**EXERCISE PROMPT:** Go through the material that comes after this and count the lines containing "filtering"; report only the count.

# # # # #

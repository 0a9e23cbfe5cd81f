//! Frame query engine: strategy selection for search, filtered vs. native listing.
//!
//! Search precedence: full-text on `reference_point`, then exact `jira`, then exact `branch`.
//! The store has no predicate pushdown for `jira`/`branch`/`module`/`since`, so those
//! filters run client-side over the newest `fetch_bound` frames. Frames older than
//! that window are invisible to filtered queries. Filtered listings cannot hand out
//! a valid cursor, so pagination is switched off for them.

use std::time::Instant;

use chrono::{DateTime, Utc};
use serde::Serialize;
use serde_json::json;

use crate::error::{ErrorCode, ToolError};

use super::store::{FrameStore, FtsQuery, ListOptions, ListOrder, PageInfo, StoreError};
use super::types::{Frame, MatchStrategy, SearchMode};

/// Default number of recent frames fetched before client-side filtering.
pub const DEFAULT_FETCH_BOUND: usize = 1000;

/// Default result limit for search and list.
pub const DEFAULT_LIMIT: usize = 10;

/// Transient search descriptor.
#[derive(Debug, Clone, Default)]
pub struct SearchCriteria {
    pub query: Option<String>,
    pub mode: SearchMode,
    pub jira: Option<String>,
    pub branch: Option<String>,
    pub limit: usize,
}

impl SearchCriteria {
    fn query_terms(&self) -> Vec<String> {
        self.query
            .as_deref()
            .map(|q| q.split_whitespace().map(str::to_string).collect())
            .unwrap_or_default()
    }

    fn jira(&self) -> Option<&str> {
        non_blank(self.jira.as_deref())
    }

    fn branch(&self) -> Option<&str> {
        non_blank(self.branch.as_deref())
    }

    /// The strategy that will satisfy these criteria. First match wins.
    pub fn strategy(&self) -> MatchStrategy {
        if !self.query_terms().is_empty() {
            match self.mode {
                SearchMode::All => MatchStrategy::Fts,
                SearchMode::Any => MatchStrategy::FtsOr,
            }
        } else if self.jira().is_some() {
            MatchStrategy::FilterJira
        } else if self.branch().is_some() {
            MatchStrategy::FilterBranch
        } else {
            MatchStrategy::None
        }
    }
}

fn non_blank(value: Option<&str>) -> Option<&str> {
    value.map(str::trim).filter(|v| !v.is_empty())
}

#[derive(Debug, Clone, Copy, PartialEq, Eq, Serialize)]
#[serde(rename_all = "snake_case")]
pub enum SearchStatus {
    Success,
    NoMatches,
}

/// Query parameters echoed back in search metadata.
#[derive(Debug, Clone, Serialize)]
pub struct QueryEcho {
    #[serde(skip_serializing_if = "Option::is_none")]
    pub reference_point: Option<String>,
    #[serde(skip_serializing_if = "Option::is_none")]
    pub jira: Option<String>,
    #[serde(skip_serializing_if = "Option::is_none")]
    pub branch: Option<String>,
    pub limit: usize,
    pub mode: SearchMode,
}

#[derive(Debug, Clone, Serialize)]
#[serde(rename_all = "camelCase")]
pub struct SearchMetadata {
    pub query: QueryEcho,
    pub search_time_ms: u64,
    pub total_frames: u64,
    pub match_strategy: MatchStrategy,
    pub match_count: usize,
    pub status: SearchStatus,
}

#[derive(Debug, Clone)]
pub struct SearchOutcome {
    pub frames: Vec<Frame>,
    pub metadata: SearchMetadata,
}

/// The error returned when no search parameter was supplied.
pub fn missing_search_parameter() -> ToolError {
    ToolError::guidance(
        ErrorCode::ValidationMissingSearchParameter,
        "At least one search parameter is required: reference_point, jira, or branch",
        [
            "Provide reference_point to search frame text (e.g. \"auth refactor\")",
            "Provide jira to find frames for a ticket (e.g. \"PROJ-123\")",
            "Provide branch to find frames recorded on a branch (e.g. \"main\")",
        ],
    )
    .with_context(json!({
        "accepted": ["reference_point", "jira", "branch"],
        "hintId": "hint_missing_search_param",
    }))
}

/// Run a search against `store`.
pub fn search_frames(
    store: &dyn FrameStore,
    criteria: &SearchCriteria,
    fetch_bound: usize,
) -> Result<SearchOutcome, ToolError> {
    let strategy = criteria.strategy();
    if strategy == MatchStrategy::None {
        return Err(missing_search_parameter());
    }

    let started = Instant::now();
    let frames = match strategy {
        MatchStrategy::Fts | MatchStrategy::FtsOr => {
            let query = FtsQuery {
                terms: criteria.query_terms(),
                mode: criteria.mode,
                limit: criteria.limit,
            };
            match store.search_frames(&query) {
                Ok(frames) => frames,
                Err(StoreError::MalformedQuery(reason)) => {
                    tracing::debug!(%reason, "full-text query rejected, treating as no matches");
                    Vec::new()
                }
                Err(err) => return Err(ToolError::storage_read(err)),
            }
        }
        MatchStrategy::FilterJira => {
            let jira = criteria.jira().unwrap_or_default();
            filter_recent(store, fetch_bound, criteria.limit, |f| {
                f.jira.as_deref() == Some(jira)
            })?
        }
        MatchStrategy::FilterBranch => {
            let branch = criteria.branch().unwrap_or_default();
            filter_recent(store, fetch_bound, criteria.limit, |f| f.branch == branch)?
        }
        MatchStrategy::None => Vec::new(),
    };
    let search_time_ms = started.elapsed().as_millis() as u64;

    let total_frames = store.frame_count().map_err(ToolError::storage_read)?;
    let match_count = frames.len();

    tracing::debug!(
        strategy = %strategy,
        matches = match_count,
        elapsed_ms = search_time_ms,
        "frame search complete"
    );

    Ok(SearchOutcome {
        frames,
        metadata: SearchMetadata {
            query: QueryEcho {
                reference_point: criteria.query.clone(),
                jira: criteria.jira.clone(),
                branch: criteria.branch.clone(),
                limit: criteria.limit,
                mode: criteria.mode,
            },
            search_time_ms,
            total_frames,
            match_strategy: strategy,
            match_count,
            status: if match_count == 0 {
                SearchStatus::NoMatches
            } else {
                SearchStatus::Success
            },
        },
    })
}

/// Fetch the newest `fetch_bound` frames (one page, no cursor).
pub fn fetch_recent(store: &dyn FrameStore, fetch_bound: usize) -> Result<Vec<Frame>, ToolError> {
    let page = store
        .list_frames(&ListOptions {
            limit: fetch_bound,
            cursor: None,
        })
        .map_err(ToolError::storage_read)?;
    Ok(page.frames)
}

fn filter_recent<F>(
    store: &dyn FrameStore,
    fetch_bound: usize,
    limit: usize,
    keep: F,
) -> Result<Vec<Frame>, ToolError>
where
    F: Fn(&Frame) -> bool,
{
    Ok(fetch_recent(store, fetch_bound)?
        .into_iter()
        .filter(|f| keep(f))
        .take(limit)
        .collect())
}

/// Listing request.
#[derive(Debug, Clone, Default)]
pub struct ListCriteria {
    pub branch: Option<String>,
    pub module: Option<String>,
    pub since: Option<DateTime<Utc>>,
    pub limit: usize,
    pub cursor: Option<String>,
}

impl ListCriteria {
    pub fn is_filtered(&self) -> bool {
        non_blank(self.branch.as_deref()).is_some()
            || non_blank(self.module.as_deref()).is_some()
            || self.since.is_some()
    }

    fn matches(&self, frame: &Frame) -> bool {
        if let Some(branch) = non_blank(self.branch.as_deref()) {
            if frame.branch != branch {
                return false;
            }
        }
        if let Some(module) = non_blank(self.module.as_deref()) {
            if !frame.has_module(module) {
                return false;
            }
        }
        if let Some(since) = self.since {
            match frame.created_at() {
                Some(created) if created >= since => {}
                _ => return false,
            }
        }
        true
    }
}

#[derive(Debug, Clone)]
pub struct ListOutcome {
    pub frames: Vec<Frame>,
    pub page: PageInfo,
    pub order: ListOrder,
    /// `true` when client-side filtering ran and pagination was disabled.
    pub filtered: bool,
}

/// List frames, delegating to store pagination unless a filter is set.
pub fn list_frames(
    store: &dyn FrameStore,
    criteria: &ListCriteria,
    fetch_bound: usize,
) -> Result<ListOutcome, ToolError> {
    if !criteria.is_filtered() {
        let page = store
            .list_frames(&ListOptions {
                limit: criteria.limit,
                cursor: criteria.cursor.clone(),
            })
            .map_err(ToolError::storage_read)?;
        return Ok(ListOutcome {
            frames: page.frames,
            page: page.page,
            order: page.order,
            filtered: false,
        });
    }

    if criteria.cursor.is_some() {
        tracing::debug!("cursor ignored for filtered listing");
    }

    let frames: Vec<Frame> = fetch_recent(store, fetch_bound)?
        .into_iter()
        .filter(|f| criteria.matches(f))
        .take(criteria.limit)
        .collect();

    Ok(ListOutcome {
        frames,
        page: PageInfo {
            limit: criteria.limit,
            next_cursor: None,
            has_more: false,
        },
        order: ListOrder::timestamp_desc(),
        filtered: true,
    })
}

# # # # #

**SOLUTION:** 2